> _ACTIVITY_
At the line with "while !self.check(&TokenKind::R_CURLY) &&", start repeating the data, and continue line by line through the final line, exactly.

--- SUPPLIED RECORDS ---

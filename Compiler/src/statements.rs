use grace_core::bytecode::OpCode;
use grace_core::tokens::TokenKind;

use crate::Compiler;

impl<'a> Compiler<'a> {
  /// Compiles a single declaration, resynchronizing at a statement boundary
  /// when the compiler is panicking by the end of it.
  pub(crate) fn declaration(&mut self) {
    if self.matches(&TokenKind::VAR_KW) {
      self.var_declaration();
    } else {
      self.statement();
    }

    if self.is_in_panic {
      self.synchronize();
    }
  }

  /// Compiles a `var` declaration. A declaration without an initializer
  /// defaults the variable to `nil`.
  fn var_declaration(&mut self) {
    let name = self.parse_variable("Expect variable name.");

    if self.matches(&TokenKind::EQUALS) {
      self.expression();
    } else {
      self.emit_op_code(OpCode::LoadImmNil);
    }

    self.consume(&TokenKind::SEMICOLON, "Expect ';' after variable declaration.");
    self.define_variable(name);
  }

  /// Compiles a single statement.
  pub(crate) fn statement(&mut self) {
    if self.matches(&TokenKind::PRINT_KW) {
      self.print_statement();
    } else if self.matches(&TokenKind::IF_KW) {
      self.if_statement();
    } else if self.matches(&TokenKind::L_CURLY) {
      self.begin_scope();
      self.block_statement();
      self.end_scope();
    } else {
      self.expression_statement();
    }
  }

  fn print_statement(&mut self) {
    self.expression();
    self.consume(&TokenKind::SEMICOLON, "Expect ';' after value.");
    self.emit_op_code(OpCode::Print);
  }

  /// An expression in statement position runs for its side effects only, so
  /// its value is discarded.
  fn expression_statement(&mut self) {
    self.expression();
    self.consume(&TokenKind::SEMICOLON, "Expect ';' after value.");
    self.emit_op_code(OpCode::PopStackTop);
  }

  /// Compiles an `if` statement. The condition stays on the stack through
  /// the conditional jump, so each branch begins by popping it.
  fn if_statement(&mut self) {
    self.consume(&TokenKind::L_PAREN, "Expect '(' after 'if'.");
    self.expression();
    self.consume(&TokenKind::R_PAREN, "Expect ')' after condition.");

    let then_jump = self.emit_jump(OpCode::JumpIfFalse);
    self.emit_op_code(OpCode::PopStackTop);
    self.statement();

    let else_jump = self.emit_jump(OpCode::JumpForward);
    self.patch_jump(then_jump);
    self.emit_op_code(OpCode::PopStackTop);

    if self.matches(&TokenKind::ELSE_KW) {
      self.statement();
    }
    self.patch_jump(else_jump);
  }

  /// Compiles the declarations inside a `{ ... }` block.
  fn block_statement(&mut self) {
    while !self.check(&TokenKind::R_CURLY) && !self.check(&TokenKind::EOF) {
      self.declaration();
    }

    self.consume(&TokenKind::R_CURLY, "Expect '}' after block.");
  }

  /// Leaves panic mode by skipping tokens up to the next statement
  /// boundary: just past a semicolon, or just before a token that can begin
  /// a statement.
  fn synchronize(&mut self) {
    self.is_in_panic = false;

    while !self.check(&TokenKind::EOF) {
      if self.previous.kind.type_match(&TokenKind::SEMICOLON) {
        return;
      }

      match self.current.kind {
        TokenKind::CLASS_KW
        | TokenKind::FUN_KW
        | TokenKind::VAR_KW
        | TokenKind::FOR_KW
        | TokenKind::IF_KW
        | TokenKind::WHILE_KW
        | TokenKind::PRINT_KW
        | TokenKind::RETURN_KW => return,
        _ => self.advance(),
      }
    }
  }
}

---

> _SOLUTION FOR THIS EXERCISE_
    while !self.check(&TokenKind::R_CURLY) && !self.check(&TokenKind::EOF) {
      self.declaration();
    }

    self.consume(&TokenKind::R_CURLY, "Expect '}' after block.");
  }

  /// Leaves panic mode by skipping tokens up to the next statement
  /// boundary: just past a semicolon, or just before a token that can begin
  /// a statement.
  fn synchronize(&mut self) {
    self.is_in_panic = false;

    while !self.check(&TokenKind::EOF) {
      if self.previous.kind.type_match(&TokenKind::SEMICOLON) {
        return;
      }

      match self.current.kind {
        TokenKind::CLASS_KW
        | TokenKind::FUN_KW
        | TokenKind::VAR_KW
        | TokenKind::FOR_KW
        | TokenKind::IF_KW
        | TokenKind::WHILE_KW
        | TokenKind::PRINT_KW
        | TokenKind::RETURN_KW => return,
        _ => self.advance(),
      }
    }
  }
}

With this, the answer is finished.